I decided to attempt and make my own to fit the Brooks B-66 saddle I have on this bike as well as several others.  I purchased some 3/16" steel rod from Home Depot.  These come in 3' lengths and can be had either unfinished (rusts easily), or with a zinc plated finish.  I got one of each for $2.77 and $2.93 respectively.  I took some measurements off the bag, bike, and saddle and started bending.  Since I anticipated some trail and error until I got the right fit, I used cheaper unfinished rod first as a prototype.

This is the prototype.  It rests on top of the B-66 rod that goes between the bottom of the springs, then hooks between the double rails.
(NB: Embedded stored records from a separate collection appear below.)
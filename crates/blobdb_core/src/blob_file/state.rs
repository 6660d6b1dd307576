//! Lifecycle state of a blob file.

use std::fmt;
use std::sync::atomic::{AtomicU8, Ordering};

/// Lifecycle phase of a blob file.
///
/// Transitions are one-way: `Open → Closed → Obsolete`. An obsolete file is
/// therefore always closed.
#[derive(Debug, Clone, Copy, PartialEq, Eq, PartialOrd, Ord, Hash)]
#[repr(u8)]
pub enum FileState {
    /// Accepting appends; no footer yet.
    Open = 0,
    /// Footer written; contents are immutable.
    Closed = 1,
    /// Live data relocated by GC; kept only for older snapshots.
    Obsolete = 2,
}

impl FileState {
    /// Returns whether `self → next` is an allowed transition.
    #[must_use]
    pub const fn can_transition_to(self, next: Self) -> bool {
        matches!(
            (self, next),
            (Self::Open, Self::Closed) | (Self::Closed, Self::Obsolete)
        )
    }

    /// Returns whether the file no longer accepts appends.
    #[must_use]
    pub const fn is_immutable(self) -> bool {
        !matches!(self, Self::Open)
    }

    const fn from_u8(value: u8) -> Self {
        match value {
            0 => Self::Open,
            1 => Self::Closed,
            _ => Self::Obsolete,
        }
    }
}

impl fmt::Display for FileState {
    fn fmt(&self, f: &mut fmt::Formatter<'_>) -> fmt::Result {
        f.write_str(match self {
            Self::Open => "open",
            Self::Closed => "closed",
            Self::Obsolete => "obsolete",
        })
    }
}

/// A [`FileState`] readable without locks.
///
/// Transitions publish with `Release` and loads use `Acquire`, so data
/// written before a transition is visible to any thread that observes the
/// new state.
#[derive(Debug)]
pub(crate) struct AtomicFileState(AtomicU8);

impl AtomicFileState {
    pub(crate) const fn new(state: FileState) -> Self {
        Self(AtomicU8::new(state as u8))
    }

    pub(crate) fn load(&self) -> FileState {
        FileState::from_u8(self.0.load(Ordering::Acquire))
    }

    /// Moves from `from` to `to`.
    ///
    /// Returns the actual current state if it was not `from` or the
    /// transition is not allowed.
    pub(crate) fn transition(&self, from: FileState, to: FileState) -> Result<(), FileState> {
        if !from.can_transition_to(to) {
            return Err(self.load());
        }
        self.0
            .compare_exchange(from as u8, to as u8, Ordering::AcqRel, Ordering::Acquire)
            .map(|_| ())
            .map_err(FileState::from_u8)
    }
}
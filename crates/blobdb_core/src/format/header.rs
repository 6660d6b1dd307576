//! Blob file header.

use crate::error::{CoreError, CoreResult};
use crate::format::crc::compute_crc32;
use crate::format::read_u32;
use crate::types::CompressionKind;

/// Magic bytes at the start of every blob file.
pub const HEADER_MAGIC: [u8; 4] = *b"BLOB";

/// Current blob format version.
pub const BLOB_FORMAT_VERSION: u16 = 1;

/// Encoded header size in bytes.
pub const HEADER_SIZE: usize = 16;

/// Header written once when a blob file is created.
#[derive(Debug, Clone, Copy, PartialEq, Eq)]
pub struct BlobLogHeader {
    /// Format version.
    pub version: u16,
    /// Column family the file belongs to.
    pub column_family_id: u32,
    /// Compression applied to every record.
    pub compression: CompressionKind,
    /// Whether every record carries an expiration.
    pub has_ttl: bool,
}

impl BlobLogHeader {
    /// Creates a header for the current format version.
    #[must_use]
    pub const fn new(column_family_id: u32, compression: CompressionKind, has_ttl: bool) -> Self {
        Self {
            version: BLOB_FORMAT_VERSION,
            column_family_id,
            compression,
            has_ttl,
        }
    }

    /// Encodes the header.
    #[must_use]
    pub fn encode(&self) -> [u8; HEADER_SIZE] {
        let mut buf = [0u8; HEADER_SIZE];
        buf[0..4].copy_from_slice(&HEADER_MAGIC);
        buf[4..6].copy_from_slice(&self.version.to_le_bytes());
        buf[6..10].copy_from_slice(&self.column_family_id.to_le_bytes());
        buf[10] = self.compression.as_byte();
        buf[11] = u8::from(self.has_ttl);
        let crc = compute_crc32(&buf[..12]);
        buf[12..16].copy_from_slice(&crc.to_le_bytes());
        buf
    }

    /// Decodes and validates a header.
    ///
    /// # Errors
    ///
    /// Returns [`CoreError::CorruptHeader`] on short input, bad magic, an
    /// unsupported version, an unknown compression tag or a bad flag byte,
    /// and [`CoreError::ChecksumMismatch`] if the checksum fails.
    pub fn decode(data: &[u8]) -> CoreResult<Self> {
        if data.len() < HEADER_SIZE {
            return Err(CoreError::corrupt_header(format!(
                "header too short: {} bytes",
                data.len()
            )));
        }
        let buf = &data[..HEADER_SIZE];

        if buf[0..4] != HEADER_MAGIC {
            return Err(CoreError::corrupt_header("invalid magic"));
        }

        let expected = read_u32(buf, 12);
        let actual = compute_crc32(&buf[..12]);
        if expected != actual {
            return Err(CoreError::ChecksumMismatch { expected, actual });
        }

        let version = u16::from_le_bytes([buf[4], buf[5]]);
        if version == 0 || version > BLOB_FORMAT_VERSION {
            return Err(CoreError::corrupt_header(format!(
                "unsupported version {version}"
            )));
        }

        let compression = CompressionKind::from_byte(buf[10]).ok_or_else(|| {
            CoreError::corrupt_header(format!("unknown compression tag {}", buf[10]))
        })?;
        let has_ttl = match buf[11] {
            0 => false,
            1 => true,
            other => {
                return Err(CoreError::corrupt_header(format!(
                    "invalid has_ttl byte {other}"
                )))
            }
        };

        Ok(Self {
            version,
            column_family_id: read_u32(buf, 6),
            compression,
            has_ttl,
        })
    }
}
This is the bag and support.  I used a Velcro strap to secure the bag to the seat post.  The strap goes through the leather attachment patch on the bag and around the support.

Bag is now supported off the fender, and the straps are more accessible.

This is bottom of bag showing Velcro seat post strap.

I want to make some minor adjustments to my measurements, then make another one, using the zinc plated rod. Total cost less than $3.00.

Please share your comments and experiences,


Tuesday, October 22, 2013

Coffeeneuring - Ride 5 of 7

Completed ride 5 of the Coffeeneuring Challenge this morning.  I had all intentions of using the recently completed bike from the Scorcher Project, but...

Scorcher Project
because of the morning rain and wet pavement, I opted to use a bike with fenders.  I chose the 1953 Raleigh Sports Tourist, it has fenders and the added bonus of an enclosed chaincase.  This is the same bike I used for the first Challenge ride.  I chose the Vino 9 Market for today's ride.  Located on Route 9 about a 1/4 mile from the W&OD at Paeonian Springs, VA. it has been recently refurbished and now includes a nice patio, and speakeasy type bar (The Blind Pig) under the store.  On Saturday's they have entertainment on the stage in the patio.  The ride there was wet, cool and somber, I was looking forward to a hot cup of coffee on arrival.


Front entrance, patio is in the back.
Patio entrance.

1953 Raleigh Sports, the fenders were a good choice today.  Drip coffee tasted extra good.

More patio
Entertainment stage.

Bottle cap table.

Today's ride was 4.4 miles.  On the way home I was thinking about the nice pot of Chipotle Chili I was going to make to brighten the day, but now as I'm writing this the Sun has come out.  Although; the simmering Chili does smell good.